(Stored records)
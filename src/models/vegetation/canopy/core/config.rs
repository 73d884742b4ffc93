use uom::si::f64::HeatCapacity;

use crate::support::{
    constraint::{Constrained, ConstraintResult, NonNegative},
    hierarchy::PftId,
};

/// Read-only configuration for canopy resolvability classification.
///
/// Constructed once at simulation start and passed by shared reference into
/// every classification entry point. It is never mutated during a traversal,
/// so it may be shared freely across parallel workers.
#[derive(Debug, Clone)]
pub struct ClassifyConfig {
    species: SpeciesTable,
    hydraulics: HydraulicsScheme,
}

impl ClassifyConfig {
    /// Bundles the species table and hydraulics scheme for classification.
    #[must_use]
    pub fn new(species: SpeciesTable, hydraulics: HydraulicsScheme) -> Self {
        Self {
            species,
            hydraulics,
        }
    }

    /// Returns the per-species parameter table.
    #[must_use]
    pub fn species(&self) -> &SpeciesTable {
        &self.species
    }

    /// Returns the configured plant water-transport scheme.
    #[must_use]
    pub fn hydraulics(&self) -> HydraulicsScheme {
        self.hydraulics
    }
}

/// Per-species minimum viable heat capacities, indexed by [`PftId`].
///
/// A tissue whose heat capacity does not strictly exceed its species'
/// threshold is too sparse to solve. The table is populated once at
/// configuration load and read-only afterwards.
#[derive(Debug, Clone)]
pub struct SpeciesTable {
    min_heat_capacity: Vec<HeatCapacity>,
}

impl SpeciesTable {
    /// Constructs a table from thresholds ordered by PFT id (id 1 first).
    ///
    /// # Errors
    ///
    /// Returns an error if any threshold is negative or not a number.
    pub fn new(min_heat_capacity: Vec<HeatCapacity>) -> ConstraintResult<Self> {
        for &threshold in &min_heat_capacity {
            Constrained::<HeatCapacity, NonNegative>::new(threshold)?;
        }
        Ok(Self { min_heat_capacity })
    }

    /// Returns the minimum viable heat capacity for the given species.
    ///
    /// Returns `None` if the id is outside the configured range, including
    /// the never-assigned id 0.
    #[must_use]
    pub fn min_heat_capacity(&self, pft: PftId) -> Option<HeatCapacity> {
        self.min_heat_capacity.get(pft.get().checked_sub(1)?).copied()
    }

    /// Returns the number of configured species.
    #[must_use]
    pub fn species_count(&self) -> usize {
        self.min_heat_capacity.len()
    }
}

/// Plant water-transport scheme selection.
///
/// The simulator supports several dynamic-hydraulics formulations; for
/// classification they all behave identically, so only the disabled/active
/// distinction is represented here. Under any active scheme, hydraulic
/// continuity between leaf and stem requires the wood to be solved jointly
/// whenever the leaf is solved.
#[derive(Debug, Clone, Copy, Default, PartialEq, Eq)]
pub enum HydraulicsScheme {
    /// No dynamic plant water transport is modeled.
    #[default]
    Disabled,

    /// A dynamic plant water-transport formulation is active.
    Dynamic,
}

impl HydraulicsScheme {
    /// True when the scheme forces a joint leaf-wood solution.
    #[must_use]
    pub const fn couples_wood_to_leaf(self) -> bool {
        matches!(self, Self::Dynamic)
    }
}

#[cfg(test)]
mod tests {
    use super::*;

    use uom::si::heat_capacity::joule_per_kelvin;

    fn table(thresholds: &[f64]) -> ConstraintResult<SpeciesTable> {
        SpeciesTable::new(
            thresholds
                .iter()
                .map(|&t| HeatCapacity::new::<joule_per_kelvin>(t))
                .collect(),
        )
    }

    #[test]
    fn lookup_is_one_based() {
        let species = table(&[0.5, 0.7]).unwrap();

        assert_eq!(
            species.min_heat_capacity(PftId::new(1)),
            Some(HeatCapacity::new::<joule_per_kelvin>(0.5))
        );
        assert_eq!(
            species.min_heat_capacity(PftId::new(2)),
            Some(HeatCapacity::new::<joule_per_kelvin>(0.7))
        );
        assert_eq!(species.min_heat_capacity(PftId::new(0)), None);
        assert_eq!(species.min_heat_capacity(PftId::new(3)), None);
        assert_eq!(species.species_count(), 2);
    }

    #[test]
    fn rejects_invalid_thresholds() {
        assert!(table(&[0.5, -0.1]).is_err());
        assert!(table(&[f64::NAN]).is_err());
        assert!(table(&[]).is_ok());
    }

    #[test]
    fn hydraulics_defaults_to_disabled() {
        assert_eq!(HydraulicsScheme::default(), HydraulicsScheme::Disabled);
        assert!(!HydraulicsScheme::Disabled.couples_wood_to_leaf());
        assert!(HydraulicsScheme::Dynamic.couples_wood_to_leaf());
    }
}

• [Task statement]: Look over the entries for "configuration", then copy every line that includes that string.

• [Finished exercise]:
/// Read-only configuration for canopy resolvability classification.
/// configuration load and read-only afterwards.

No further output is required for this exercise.